We were always the only ones. Everyone else had moved on to football or volleyball or dance classes – homework and tutors. We or I really, opt out of all that. I say we’ll do sports in winter and spring; homework is after dinner, maybe. I want to be outside and to ease into everything else.
Today when we get to the river’s edge the water is flat and dark and shaded, the air cool. But the sun shines on the opposite bank so I wade over while my son climbs up the leaning alder tree with the rope swing. He doesn’t want to jump or swing so much as see fish. “Steelhead” he shouts as one leaps into the air then lands with a loud splash. Then there is another and another. He thinks he might want to swim with the fish even though it is shady and cool.
The dog follows me into the sun. She plunges clumsily into the water, snapping at falling leaves, chasing them down the river. The water is cool but not cold, shallower than it has been all summer and barely reaches my knees. I dunk my face but the desire to swim has dissipated until my son falls off the log and then decides to jump in, clothes and all. “I’m wet anyways” he says. So I go too. I dive beneath the water as if it was still August and we had all the time in the world to warm up and dry off.
When I get to the small beach on the far side, the rocks are warm and the sand hot against my bare feet. It feels good, more than good, it’s as if some burden is taken away, though I can’t figure what. My son swims from the other side and joins me in the sun. We watch leaves drift through the air and laugh at the dog chasing them. Then we pick blackberries from the bushes, the dog too. She delicately pulls berries from the bottom vines. And as if all of a sudden, the sun is gone and we are cold. Our shorts and shirts wet. We have no towels. The dog is full of sand. So we cross the river and climb up the bank to the trail and car. I turn on the heat and we drive home.
I drop my son at the school the next day. It’s a tiny school compound and we pass the high school boys just before the elementary door where they play hacky sack before classes.
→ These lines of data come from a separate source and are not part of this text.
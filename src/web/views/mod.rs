//! Page contexts, built straight from storage so they can be tested without HTTP.

pub mod bill;
pub mod bills;
pub mod feed;
pub mod vote;

use crate::domain::Jurisdiction;
use crate::error::{AppError, Result};
use crate::jurisdictions::abbr_to_jid;
use crate::storage::Storage;

/// The state a page belongs to and which navigation tab it highlights.
#[derive(Debug, Clone)]
pub struct StatePage {
    pub state: String,
    pub state_nav: &'static str,
    pub jurisdiction: Jurisdiction,
}

impl StatePage {
    pub async fn resolve(storage: &dyn Storage, abbr: &str) -> Result<Self> {
        let abbr = abbr.to_lowercase();
        if abbr.is_empty() || !abbr.chars().all(|c| c.is_ascii_lowercase()) {
            return Err(AppError::not_found("Jurisdiction"));
        }
        let jurisdiction = storage
            .get_jurisdiction(&abbr_to_jid(&abbr))
            .await?
            .ok_or_else(|| AppError::not_found("Jurisdiction"))?;
        Ok(Self {
            state: abbr,
            state_nav: "bills",
            jurisdiction,
        })
    }
}
use askama::Template;

use crate::web::views::bill::BillDetailContext;
use crate::web::views::bills::BillListContext;
use crate::web::views::feed::FeedContext;
use crate::web::views::vote::VoteDetailContext;

#[derive(Template)]
#[template(path = "bills.html")]
pub struct BillListPage<'a> {
    pub ctx: &'a BillListContext,
}

#[derive(Template)]
#[template(path = "bill.html")]
pub struct BillDetailPage<'a> {
    pub ctx: &'a BillDetailContext,
}

#[derive(Template)]
#[template(path = "vote.html")]
pub struct VoteDetailPage<'a> {
    pub ctx: &'a VoteDetailContext,
}

#[derive(Template)]
#[template(path = "bills_feed.xml")]
pub struct BillsFeed<'a> {
    pub ctx: &'a FeedContext,
}

#[derive(Template)]
#[template(path = "not_found.html")]
pub struct NotFoundPage<'a> {
    pub message: &'a str,
}
use once_cell::sync::Lazy;
use regex::Regex;

static BILL_ID_RE: Lazy<Regex> =
    Lazy::new(|| Regex::new(r"([A-Z]*)\s*0*([-\d]+)").expect("valid bill id regex"));
static JOINT_RESOLUTION_RE: Lazy<Regex> =
    Lazy::new(|| Regex::new(r"^(SJR|HJR)\s*([A-Z]+)").expect("valid joint resolution regex"));
static BILL_ID_QUERY_RE: Lazy<Regex> =
    Lazy::new(|| Regex::new(r"^\w{1,3}\s?\d{1,5}$").expect("valid bill id query regex"));

/// Normalize a bill identifier into its canonical `"HB 1"` form.
///
/// Uppercases, drops dots, then rewrites the first prefix/number pair: one space
/// between them and no leading zeros. Suffixes such as `-A` are kept, so the URL
/// form from [`strip_bill_id`] maps back to the stored identifier.
pub fn fix_bill_id(raw: &str) -> String {
    let cleaned = raw.replace('.', "").trim().to_uppercase();
    let fixed = if JOINT_RESOLUTION_RE.is_match(&cleaned) {
        JOINT_RESOLUTION_RE.replacen(&cleaned, 1, "$1 $2")
    } else {
        BILL_ID_RE.replacen(&cleaned, 1, "$1 $2")
    };
    fixed.trim().to_string()
}

/// `"HB 1"` -> `"HB1"`, the form used in page URLs.
pub fn strip_bill_id(identifier: &str) -> String {
    identifier.split_whitespace().collect()
}

/// Whether free text typed into a search box should be treated as a bill id.
pub fn looks_like_bill_id(query: &str) -> bool {
    BILL_ID_QUERY_RE.is_match(query.trim())
}

#[cfg(test)]
mod tests {
    use super::*;

    #[test]
    fn fixes_spacing_case_and_zeros() {
        assert_eq!(fix_bill_id("HB1"), "HB 1");
        assert_eq!(fix_bill_id("hb 1"), "HB 1");
        assert_eq!(fix_bill_id("H.B. 0042"), "HB 42");
        assert_eq!(fix_bill_id("SB  9"), "SB 9");
        assert_eq!(fix_bill_id("HJR A"), "HJR A");
    }

    #[test]
    fn leaves_unusual_identifiers_alone() {
        assert_eq!(fix_bill_id("LB 1-A"), "LB 1-A");
        assert_eq!(fix_bill_id("Prop A"), "PROP A");
    }

    #[test]
    fn url_form_maps_back_to_identifier() {
        for identifier in ["HB 1", "LB 1-A", "SB 22-B", "HJR A", "SCR 12", "HB 1001"] {
            assert_eq!(fix_bill_id(&strip_bill_id(identifier)), identifier, "{identifier}");
        }
    }

    #[test]
    fn strips_spaces_for_urls() {
        assert_eq!(strip_bill_id("HB 1"), "HB1");
        assert_eq!(strip_bill_id("SCR 12"), "SCR12");
    }

    #[test]
    fn detects_bill_id_queries() {
        assert!(looks_like_bill_id("HB 1"));
        assert!(looks_like_bill_id("hb1"));
        assert!(!looks_like_bill_id("moose"));
        assert!(!looks_like_bill_id("gorgonzola"));
    }
}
“ Just think” I say to my son, “that will be you someday, hanging with your friends before the high school bell rings”. He pulls his backpack on and opens the door “ Yep!” he says. “Less than three years” then jumps out, slams the door and runs off.
“No” I say out loud to no one. “That’s absurd!” But then I realize he’s right. The new season, the next year, the time to move ahead has arrived. Too soon, I think. Too soon. I’m not ready yet, not ready to say goodbye to summer, to let go the golden days of growing.